:: Stored dataset items ::
────────

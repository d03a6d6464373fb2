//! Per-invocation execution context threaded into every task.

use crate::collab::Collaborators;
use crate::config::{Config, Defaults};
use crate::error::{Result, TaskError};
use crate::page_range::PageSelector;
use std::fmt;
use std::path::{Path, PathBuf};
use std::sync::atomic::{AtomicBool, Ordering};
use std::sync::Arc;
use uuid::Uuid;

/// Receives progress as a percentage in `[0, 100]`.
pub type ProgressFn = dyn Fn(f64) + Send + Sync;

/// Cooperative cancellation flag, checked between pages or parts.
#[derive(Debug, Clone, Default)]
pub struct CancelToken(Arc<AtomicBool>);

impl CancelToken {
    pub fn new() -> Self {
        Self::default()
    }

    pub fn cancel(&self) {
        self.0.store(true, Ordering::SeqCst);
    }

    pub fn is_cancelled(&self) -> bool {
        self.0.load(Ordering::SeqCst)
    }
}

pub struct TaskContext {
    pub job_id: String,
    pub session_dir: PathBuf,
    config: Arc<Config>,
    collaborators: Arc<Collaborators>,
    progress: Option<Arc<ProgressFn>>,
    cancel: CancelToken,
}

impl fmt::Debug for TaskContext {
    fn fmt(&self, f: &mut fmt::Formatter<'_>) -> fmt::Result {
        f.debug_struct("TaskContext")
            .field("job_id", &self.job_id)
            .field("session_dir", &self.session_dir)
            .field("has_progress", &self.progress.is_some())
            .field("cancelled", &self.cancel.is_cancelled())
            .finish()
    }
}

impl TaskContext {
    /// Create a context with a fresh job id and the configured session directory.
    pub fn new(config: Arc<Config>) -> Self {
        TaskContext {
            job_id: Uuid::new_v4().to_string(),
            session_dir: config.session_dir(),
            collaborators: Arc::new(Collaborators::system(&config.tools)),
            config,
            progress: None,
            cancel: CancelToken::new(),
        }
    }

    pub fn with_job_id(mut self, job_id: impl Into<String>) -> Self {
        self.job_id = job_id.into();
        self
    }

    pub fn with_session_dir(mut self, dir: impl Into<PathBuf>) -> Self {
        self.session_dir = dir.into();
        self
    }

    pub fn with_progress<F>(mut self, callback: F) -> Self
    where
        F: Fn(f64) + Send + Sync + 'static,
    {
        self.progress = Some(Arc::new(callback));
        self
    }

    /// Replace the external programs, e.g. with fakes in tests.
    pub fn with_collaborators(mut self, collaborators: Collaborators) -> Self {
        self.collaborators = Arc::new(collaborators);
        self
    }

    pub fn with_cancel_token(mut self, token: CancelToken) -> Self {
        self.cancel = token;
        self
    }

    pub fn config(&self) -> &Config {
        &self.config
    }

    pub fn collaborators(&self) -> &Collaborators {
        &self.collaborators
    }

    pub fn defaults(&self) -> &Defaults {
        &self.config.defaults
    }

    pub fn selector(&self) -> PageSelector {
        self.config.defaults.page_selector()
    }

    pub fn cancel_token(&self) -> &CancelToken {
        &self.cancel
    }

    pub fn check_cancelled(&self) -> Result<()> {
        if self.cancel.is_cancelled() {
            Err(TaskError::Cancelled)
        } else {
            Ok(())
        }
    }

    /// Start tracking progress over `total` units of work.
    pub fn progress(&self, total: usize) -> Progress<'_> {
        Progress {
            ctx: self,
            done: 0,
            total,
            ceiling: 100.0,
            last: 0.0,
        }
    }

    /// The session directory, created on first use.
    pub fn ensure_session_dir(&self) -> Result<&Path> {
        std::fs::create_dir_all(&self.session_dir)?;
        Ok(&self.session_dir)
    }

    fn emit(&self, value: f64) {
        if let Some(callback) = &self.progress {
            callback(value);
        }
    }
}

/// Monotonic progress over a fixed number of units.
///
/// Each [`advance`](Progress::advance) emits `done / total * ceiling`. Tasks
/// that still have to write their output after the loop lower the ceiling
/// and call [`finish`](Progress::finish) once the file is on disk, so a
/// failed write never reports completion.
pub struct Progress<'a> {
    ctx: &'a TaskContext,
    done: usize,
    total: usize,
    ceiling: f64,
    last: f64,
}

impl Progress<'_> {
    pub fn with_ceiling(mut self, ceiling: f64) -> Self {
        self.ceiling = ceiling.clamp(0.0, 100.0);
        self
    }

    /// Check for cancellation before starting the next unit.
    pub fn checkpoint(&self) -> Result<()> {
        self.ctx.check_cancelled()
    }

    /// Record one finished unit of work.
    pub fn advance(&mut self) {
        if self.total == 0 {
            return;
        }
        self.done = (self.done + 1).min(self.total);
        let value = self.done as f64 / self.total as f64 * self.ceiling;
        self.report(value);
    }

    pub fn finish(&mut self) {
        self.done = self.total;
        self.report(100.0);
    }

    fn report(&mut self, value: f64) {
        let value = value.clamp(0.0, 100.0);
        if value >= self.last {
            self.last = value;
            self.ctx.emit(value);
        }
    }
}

────────

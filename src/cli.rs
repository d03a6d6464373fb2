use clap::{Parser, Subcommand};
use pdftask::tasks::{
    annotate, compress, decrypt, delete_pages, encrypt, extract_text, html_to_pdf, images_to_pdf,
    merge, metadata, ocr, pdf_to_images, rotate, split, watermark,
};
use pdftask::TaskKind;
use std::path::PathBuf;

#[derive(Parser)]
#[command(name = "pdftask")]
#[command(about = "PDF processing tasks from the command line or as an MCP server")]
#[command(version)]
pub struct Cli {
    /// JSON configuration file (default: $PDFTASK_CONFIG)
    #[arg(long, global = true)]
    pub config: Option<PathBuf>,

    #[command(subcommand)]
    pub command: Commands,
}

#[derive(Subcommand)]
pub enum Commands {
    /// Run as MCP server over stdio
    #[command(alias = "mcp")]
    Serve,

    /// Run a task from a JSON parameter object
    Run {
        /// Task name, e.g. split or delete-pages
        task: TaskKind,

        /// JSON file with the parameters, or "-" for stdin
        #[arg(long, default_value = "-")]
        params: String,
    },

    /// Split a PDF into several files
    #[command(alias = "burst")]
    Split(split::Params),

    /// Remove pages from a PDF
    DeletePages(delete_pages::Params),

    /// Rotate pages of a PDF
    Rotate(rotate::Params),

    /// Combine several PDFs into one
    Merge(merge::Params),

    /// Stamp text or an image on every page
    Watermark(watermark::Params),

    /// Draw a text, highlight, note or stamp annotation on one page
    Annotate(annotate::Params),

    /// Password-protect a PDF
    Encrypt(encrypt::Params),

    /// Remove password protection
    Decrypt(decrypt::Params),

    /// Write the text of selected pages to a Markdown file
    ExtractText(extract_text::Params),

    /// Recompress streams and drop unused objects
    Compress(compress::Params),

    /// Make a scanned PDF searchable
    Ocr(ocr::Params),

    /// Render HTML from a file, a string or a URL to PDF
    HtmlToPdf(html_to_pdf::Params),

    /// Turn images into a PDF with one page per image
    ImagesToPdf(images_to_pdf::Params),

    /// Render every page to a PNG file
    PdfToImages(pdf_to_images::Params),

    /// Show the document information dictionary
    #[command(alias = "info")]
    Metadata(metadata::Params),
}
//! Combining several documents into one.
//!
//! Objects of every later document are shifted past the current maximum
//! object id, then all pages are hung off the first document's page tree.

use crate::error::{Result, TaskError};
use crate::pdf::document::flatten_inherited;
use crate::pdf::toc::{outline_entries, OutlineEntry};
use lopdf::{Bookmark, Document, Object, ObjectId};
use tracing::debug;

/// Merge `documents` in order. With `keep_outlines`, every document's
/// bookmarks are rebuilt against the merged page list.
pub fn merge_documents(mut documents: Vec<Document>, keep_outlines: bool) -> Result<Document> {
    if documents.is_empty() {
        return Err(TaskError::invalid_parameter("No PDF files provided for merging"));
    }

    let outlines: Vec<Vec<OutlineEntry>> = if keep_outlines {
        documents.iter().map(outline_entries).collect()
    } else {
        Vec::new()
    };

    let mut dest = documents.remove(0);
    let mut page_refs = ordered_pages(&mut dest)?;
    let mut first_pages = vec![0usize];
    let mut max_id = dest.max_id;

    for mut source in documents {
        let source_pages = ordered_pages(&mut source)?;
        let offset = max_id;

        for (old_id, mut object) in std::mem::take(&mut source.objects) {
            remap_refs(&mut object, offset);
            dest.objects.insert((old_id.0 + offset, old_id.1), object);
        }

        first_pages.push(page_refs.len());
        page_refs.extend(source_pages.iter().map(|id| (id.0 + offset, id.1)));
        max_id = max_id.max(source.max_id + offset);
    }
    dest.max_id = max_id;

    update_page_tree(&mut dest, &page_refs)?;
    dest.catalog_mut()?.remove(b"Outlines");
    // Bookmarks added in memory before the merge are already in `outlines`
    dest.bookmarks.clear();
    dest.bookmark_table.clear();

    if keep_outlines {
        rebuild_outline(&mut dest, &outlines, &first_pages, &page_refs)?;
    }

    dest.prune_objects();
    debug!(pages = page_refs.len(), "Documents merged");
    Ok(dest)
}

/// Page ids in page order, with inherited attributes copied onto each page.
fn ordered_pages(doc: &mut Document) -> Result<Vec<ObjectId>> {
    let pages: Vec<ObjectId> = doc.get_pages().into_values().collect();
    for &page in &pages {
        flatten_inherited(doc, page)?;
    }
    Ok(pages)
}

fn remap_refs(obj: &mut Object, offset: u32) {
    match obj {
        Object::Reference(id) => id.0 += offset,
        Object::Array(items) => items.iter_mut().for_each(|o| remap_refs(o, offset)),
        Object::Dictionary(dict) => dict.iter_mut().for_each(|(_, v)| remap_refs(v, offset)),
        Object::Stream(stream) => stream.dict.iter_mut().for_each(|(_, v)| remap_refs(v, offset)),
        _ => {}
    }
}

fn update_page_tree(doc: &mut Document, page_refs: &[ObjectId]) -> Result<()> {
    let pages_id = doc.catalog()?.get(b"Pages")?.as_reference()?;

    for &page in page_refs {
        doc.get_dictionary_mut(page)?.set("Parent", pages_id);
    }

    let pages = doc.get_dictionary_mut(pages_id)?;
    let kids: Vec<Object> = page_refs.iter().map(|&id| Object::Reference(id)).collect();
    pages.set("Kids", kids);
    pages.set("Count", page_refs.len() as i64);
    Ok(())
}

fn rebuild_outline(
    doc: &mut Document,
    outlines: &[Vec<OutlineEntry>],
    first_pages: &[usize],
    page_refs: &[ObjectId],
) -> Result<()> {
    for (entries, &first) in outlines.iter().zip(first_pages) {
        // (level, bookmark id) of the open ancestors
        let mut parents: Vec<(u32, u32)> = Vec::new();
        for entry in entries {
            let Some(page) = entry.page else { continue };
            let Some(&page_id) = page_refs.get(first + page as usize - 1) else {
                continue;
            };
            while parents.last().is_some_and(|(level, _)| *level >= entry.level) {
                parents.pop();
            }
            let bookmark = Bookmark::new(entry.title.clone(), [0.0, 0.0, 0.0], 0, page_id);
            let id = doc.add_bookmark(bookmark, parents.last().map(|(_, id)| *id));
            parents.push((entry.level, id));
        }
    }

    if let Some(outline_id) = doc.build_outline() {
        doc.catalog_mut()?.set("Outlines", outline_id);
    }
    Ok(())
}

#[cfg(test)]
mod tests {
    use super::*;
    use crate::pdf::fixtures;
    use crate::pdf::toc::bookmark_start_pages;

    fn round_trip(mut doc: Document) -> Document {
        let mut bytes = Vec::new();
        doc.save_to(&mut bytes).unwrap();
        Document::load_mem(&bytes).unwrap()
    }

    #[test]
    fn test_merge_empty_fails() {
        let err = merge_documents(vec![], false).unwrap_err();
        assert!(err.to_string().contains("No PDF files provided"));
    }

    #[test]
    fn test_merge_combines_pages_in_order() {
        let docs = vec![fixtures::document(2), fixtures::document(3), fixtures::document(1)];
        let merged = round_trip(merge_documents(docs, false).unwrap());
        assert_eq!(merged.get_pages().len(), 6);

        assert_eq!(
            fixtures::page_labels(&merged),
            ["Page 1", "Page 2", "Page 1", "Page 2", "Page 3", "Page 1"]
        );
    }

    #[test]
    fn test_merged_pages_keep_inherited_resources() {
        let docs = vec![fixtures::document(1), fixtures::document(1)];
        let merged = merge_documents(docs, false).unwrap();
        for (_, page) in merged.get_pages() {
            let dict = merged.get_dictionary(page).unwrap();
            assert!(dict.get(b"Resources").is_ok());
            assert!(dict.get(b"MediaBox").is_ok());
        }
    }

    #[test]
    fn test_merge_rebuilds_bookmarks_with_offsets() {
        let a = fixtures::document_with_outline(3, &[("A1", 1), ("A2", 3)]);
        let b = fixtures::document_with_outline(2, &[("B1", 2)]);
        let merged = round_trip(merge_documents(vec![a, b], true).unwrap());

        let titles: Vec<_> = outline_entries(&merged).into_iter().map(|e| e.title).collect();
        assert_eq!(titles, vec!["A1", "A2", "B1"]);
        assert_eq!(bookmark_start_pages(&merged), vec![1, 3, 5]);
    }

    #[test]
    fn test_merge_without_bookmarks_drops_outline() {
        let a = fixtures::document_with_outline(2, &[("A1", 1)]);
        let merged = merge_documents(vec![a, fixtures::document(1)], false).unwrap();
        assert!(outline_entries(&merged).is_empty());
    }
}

────────

:: Activity ::
Find the word "OutlineEntry" in the entries above. Copy every line that has it.

:: Solved problem ::
use crate::pdf::toc::{outline_entries, OutlineEntry};
    let outlines: Vec<Vec<OutlineEntry>> = if keep_outlines {
    outlines: &[Vec<OutlineEntry>],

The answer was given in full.